Copy exactly the lines from the start of the data below through the one that carries "Some(path) => SynthConfig::load_from_file(path)", and only those.

Entries provided:
%%
//! Exactree CLI
//!
//! Fits an exact decision tree to a JSON dataset and writes the model, its
//! fingerprint and the emitted source.

use anyhow::{bail, Context, Result};
use clap::Parser;
use exactree_core::{records_from_json, Record, Regularization, SynthConfig, Synthesizer};
use std::path::{Path, PathBuf};
use tracing::{info, Level};
use tracing_subscriber::FmtSubscriber;

#[derive(Parser, Debug)]
#[command(name = "exactree")]
#[command(author = "Exactree Contributors")]
#[command(version = env!("CARGO_PKG_VERSION"))]
#[command(about = "Synthesize exact piecewise-linear decision trees as source code", long_about = None)]
struct Args {
    /// Dataset path: {"inputs": [...], "outputs": [...]}
    #[arg(short, long)]
    input: PathBuf,

    /// Name of the emitted function
    #[arg(short, long, default_value = "synthesized")]
    function_name: String,

    /// TOML configuration file
    #[arg(short, long)]
    config: Option<PathBuf>,

    /// Maximum tree depth (overrides config)
    #[arg(long)]
    max_depth: Option<usize>,

    /// Regularization: l1 or none (overrides config)
    #[arg(long)]
    regularization: Option<String>,

    /// Output directory for model, hash and source
    #[arg(short, long, default_value = "exactree-out")]
    output: PathBuf,

    /// Verbose logging
    #[arg(short, long)]
    verbose: bool,
}

/// Read `{"inputs": [...], "outputs": [...]}` into record sequences.
fn load_dataset(path: &Path) -> Result<(Vec<Record>, Vec<Record>)> {
    let content = std::fs::read_to_string(path)
        .with_context(|| format!("Failed to read dataset {}", path.display()))?;
    let value: serde_json::Value =
        serde_json::from_str(&content).context("Dataset is not valid JSON")?;

    let (Some(inputs), Some(outputs)) = (value.get("inputs"), value.get("outputs")) else {
        bail!("Dataset must be an object with `inputs` and `outputs` arrays");
    };
    let inputs = records_from_json(inputs).context("Invalid input records")?;
    let outputs = records_from_json(outputs).context("Invalid output records")?;
    Ok((inputs, outputs))
}

fn resolve_config(args: &Args) -> Result<SynthConfig> {
    let mut config = match &args.config {
        Some(path) => SynthConfig::load_from_file(path)
            .with_context(|| format!("Failed to load config {}", path.display()))?,
        None => SynthConfig::default(),
    };
    config.apply_env_overrides();

    if let Some(depth) = args.max_depth {
        config.max_depth = depth;
    }
    if let Some(name) = &args.regularization {
        config.regularization = name.parse::<Regularization>()?;
    }
    config.validate()?;
    Ok(config)
}

fn main() -> Result<()> {
    let args = Args::parse();

    let log_level = if args.verbose {
        Level::DEBUG
    } else {
        Level::INFO
    };

    let subscriber = FmtSubscriber::builder()
        .with_max_level(log_level)
        .with_target(false)
        .finish();

    tracing::subscriber::set_global_default(subscriber)
        .context("Failed to set tracing subscriber")?;

    info!("Exactree v{}", exactree_core::VERSION);

    let config = resolve_config(&args)?;
    info!(
        "Configuration: max_depth={}, regularization={}",
        config.max_depth, config.regularization
    );

    info!("Loading dataset from: {}", args.input.display());
    let (inputs, outputs) = load_dataset(&args.input)?;
    info!("Loaded {} examples", inputs.len());

    let model = Synthesizer::new(config)
        .fit(&inputs, &outputs)
        .context("Synthesis failed")?;
    info!(
        "Found exact tree: depth {}, {} leaves",
        model.depth(),
        model.root().leaf_count()
    );

    std::fs::create_dir_all(&args.output).context("Failed to create output directory")?;

    let model_path = args.output.join("model.json");
    model.save(&model_path).context("Failed to write model file")?;

    let hash_hex = model.fingerprint().context("Failed to fingerprint model")?;
    let hash_path = args.output.join("model.hash");
    std::fs::write(&hash_path, &hash_hex).context("Failed to write hash file")?;

    let source_path = args.output.join(format!("{}.py", args.function_name));
    std::fs::write(&source_path, model.emit_source(&args.function_name))
        .context("Failed to write source file")?;

    info!("Model: {}", model_path.display());
    info!("Hash: {} ({})", hash_path.display(), hash_hex);
    info!("Source: {}", source_path.display());
    Ok(())
}
#[cfg(test)]
mod tests {
    use super::*;

    const TOL: f64 = 1e-9;

    /// x in {0, 1, 2, 3} scaled with a constant column; y = -1, -1, 1, 1.
    fn step_data() -> (Vec<Vec<f64>>, Vec<Vec<f64>>) {
        let inputs = [0.0, 1.0, 2.0, 3.0]
            .iter()
            .map(|x| vec![2.0 / 3.0 * x - 1.0, 1.0])
            .collect();
        let outputs = [-1.0, -1.0, 1.0, 1.0].iter().map(|y| vec![*y]).collect();
        (inputs, outputs)
    }

    fn step_tree() -> Node {
        Node::internal(
            vec![0.15, -0.05],
            Node::leaf(vec![vec![0.0, 1.0]]),
            Node::leaf(vec![vec![0.0, -1.0]]),
        )
    }

    #[test]
    fn test_shape_paths() {
        let shape = Shape::complete(3);
        assert_eq!(shape.id(), "root");
        assert_eq!(shape.leaf_count(), 4);
        assert_eq!(shape.split_count(), 3);
        match shape {
            Shape::Internal { greater, less, .. } => {
                assert_eq!(greater.id(), "root.gt");
                assert_eq!(less.id(), "root.lt");
            }
            Shape::Leaf { .. } => panic!("expected a split at the root"),
        }
        assert!(matches!(Shape::complete(1), Shape::Leaf { .. }));
    }

    #[test]
    fn test_variable_and_constraint_counts() {
        let (inputs, outputs) = step_data();
        let encoding = TreeEncoding::build(2, &inputs, &outputs, Regularization::L1).unwrap();
        let problem = encoding.problem();
        // 2 leaves x 2 map cells, 2 condition cells, 4 choices, 6 magnitudes
        assert_eq!(problem.variable_count(), 16);
        assert_eq!(problem.binary_count(), 4);
        // leaves 2 x 4 examples x 2, splits 4 x 2, magnitudes 6 x 2
        assert_eq!(problem.constraints().len(), 36);
        assert!(problem.objective().is_some());

        let plain = TreeEncoding::build(2, &inputs, &outputs, Regularization::None).unwrap();
        assert_eq!(plain.problem().variable_count(), 10);
        assert!(plain.problem().objective().is_none());
    }

    #[test]
    fn test_root_leaf_is_exact() {
        let (inputs, outputs) = step_data();
        let encoding = TreeEncoding::build(1, &inputs, &outputs, Regularization::None).unwrap();
        assert_eq!(encoding.problem().constraints().len(), 4);

        // a single linear map cannot reproduce a step
        let linear = Node::leaf(vec![vec![1.0, 0.0]]);
        let values = encoding.assignment_from_tree(&linear, 1e-14).unwrap();
        assert!(!encoding.problem().is_satisfied_by(&values, TOL));
    }

    #[test]
    fn test_step_tree_satisfies_depth_two() {
        let (inputs, outputs) = step_data();
        let encoding = TreeEncoding::build(2, &inputs, &outputs, Regularization::L1).unwrap();
        let values = encoding.assignment_from_tree(&step_tree(), 1e-14).unwrap();
        assert!(
            encoding.problem().is_satisfied_by(&values, TOL),
            "violated: {:?}",
            encoding.problem().violations(&values, TOL)
        );
    }

    #[test]
    fn test_depth_monotonicity() {
        let (inputs, outputs) = step_data();
        let deeper = step_tree().extend_trivially(2);
        let encoding = TreeEncoding::build(3, &inputs, &outputs, Regularization::L1).unwrap();
        let values = encoding.assignment_from_tree(&deeper, 1e-14).unwrap();
        assert!(
            encoding.problem().is_satisfied_by(&values, TOL),
            "violated: {:?}",
            encoding.problem().violations(&values, TOL)
        );
    }

    #[test]
    fn test_wrong_leaf_value_is_violated() {
        let (inputs, outputs) = step_data();
        let encoding = TreeEncoding::build(2, &inputs, &outputs, Regularization::None).unwrap();
        let wrong = Node::internal(
            vec![0.15, -0.05],
            Node::leaf(vec![vec![0.0, 0.5]]),
            Node::leaf(vec![vec![0.0, -1.0]]),
        );
        let values = encoding.assignment_from_tree(&wrong, 1e-14).unwrap();
        assert!(!encoding.problem().violations(&values, TOL).is_empty());
    }

    #[test]
    fn test_assignment_shape_mismatch() {
        let (inputs, outputs) = step_data();
        let encoding = TreeEncoding::build(1, &inputs, &outputs, Regularization::L1).unwrap();
        let err = encoding.assignment_from_tree(&step_tree(), 1e-14).unwrap_err();
        assert!(matches!(err, SynthError::ShapeMismatch(_)));
    }

    #[test]
    fn test_extract_round_trips_assignment() {
        let (inputs, outputs) = step_data();
        let encoding = TreeEncoding::build(2, &inputs, &outputs, Regularization::L1).unwrap();
        let mut values = encoding.assignment_from_tree(&step_tree(), 1e-14).unwrap();
        let tree = encoding.extract(&values).unwrap();
        assert_eq!(tree, step_tree());

        // noise survives extraction untouched
        values[0] += 1e-12;
        assert_ne!(encoding.extract(&values).unwrap(), step_tree());

        assert!(encoding.extract(&values[1..]).is_err());
    }

    #[test]
    fn test_objective_weights_choices_by_example_order() {
        let (inputs, outputs) = step_data();
        let encoding = TreeEncoding::build(2, &inputs, &outputs, Regularization::L1).unwrap();
        let problem = encoding.problem();
        let objective = problem.objective().unwrap();

        let weights: Vec<f64> = objective
            .terms
            .iter()
            .filter(|(var, _)| problem.variables()[var.0].kind == VarKind::Binary)
            .map(|(_, weight)| *weight)
            .collect();
        assert_eq!(weights.len(), 4);
        assert!(weights.windows(2).all(|pair| pair[0] < pair[1]));
        assert!((weights.iter().sum::<f64>() - ORIENTATION_WEIGHT).abs() < 1e-15);

        // the x >= 2 orientation is strictly cheaper than its mirror
        let values = encoding.assignment_from_tree(&step_tree(), 1e-14).unwrap();
        let mirrored = Node::internal(
            vec![-0.15, -0.05],
            Node::leaf(vec![vec![0.0, -1.0]]),
            Node::leaf(vec![vec![0.0, 1.0]]),
        );
        let mirror_values = encoding.assignment_from_tree(&mirrored, 1e-14).unwrap();
        assert!(problem.is_satisfied_by(&mirror_values, TOL));
        assert!(objective.evaluate(&values) < objective.evaluate(&mirror_values));
    }

    #[test]
    fn test_rejects_bad_training_shapes() {
        let (inputs, outputs) = step_data();
        assert!(matches!(
            TreeEncoding::build(2, &inputs[1..], &outputs, Regularization::L1),
            Err(SynthError::LengthMismatch { .. })
        ));
        let mut ragged = inputs.clone();
        ragged[2].push(0.0);
        assert!(matches!(
            TreeEncoding::build(2, &ragged, &outputs, Regularization::L1),
            Err(SynthError::ShapeMismatch(_))
        ));
        assert!(TreeEncoding::build(0, &inputs, &outputs, Regularization::L1).is_err());
    }
}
%%
Reply:
//! Exactree CLI
//!
//! Fits an exact decision tree to a JSON dataset and writes the model, its
//! fingerprint and the emitted source.

use anyhow::{bail, Context, Result};
use clap::Parser;
use exactree_core::{records_from_json, Record, Regularization, SynthConfig, Synthesizer};
use std::path::{Path, PathBuf};
use tracing::{info, Level};
use tracing_subscriber::FmtSubscriber;

#[derive(Parser, Debug)]
#[command(name = "exactree")]
#[command(author = "Exactree Contributors")]
#[command(version = env!("CARGO_PKG_VERSION"))]
#[command(about = "Synthesize exact piecewise-linear decision trees as source code", long_about = None)]
struct Args {
    /// Dataset path: {"inputs": [...], "outputs": [...]}
    #[arg(short, long)]
    input: PathBuf,

    /// Name of the emitted function
    #[arg(short, long, default_value = "synthesized")]
    function_name: String,

    /// TOML configuration file
    #[arg(short, long)]
    config: Option<PathBuf>,

    /// Maximum tree depth (overrides config)
    #[arg(long)]
    max_depth: Option<usize>,

    /// Regularization: l1 or none (overrides config)
    #[arg(long)]
    regularization: Option<String>,

    /// Output directory for model, hash and source
    #[arg(short, long, default_value = "exactree-out")]
    output: PathBuf,

    /// Verbose logging
    #[arg(short, long)]
    verbose: bool,
}

/// Read `{"inputs": [...], "outputs": [...]}` into record sequences.
fn load_dataset(path: &Path) -> Result<(Vec<Record>, Vec<Record>)> {
    let content = std::fs::read_to_string(path)
        .with_context(|| format!("Failed to read dataset {}", path.display()))?;
    let value: serde_json::Value =
        serde_json::from_str(&content).context("Dataset is not valid JSON")?;

    let (Some(inputs), Some(outputs)) = (value.get("inputs"), value.get("outputs")) else {
        bail!("Dataset must be an object with `inputs` and `outputs` arrays");
    };
    let inputs = records_from_json(inputs).context("Invalid input records")?;
    let outputs = records_from_json(outputs).context("Invalid output records")?;
    Ok((inputs, outputs))
}

fn resolve_config(args: &Args) -> Result<SynthConfig> {
    let mut config = match &args.config {
        Some(path) => SynthConfig::load_from_file(path)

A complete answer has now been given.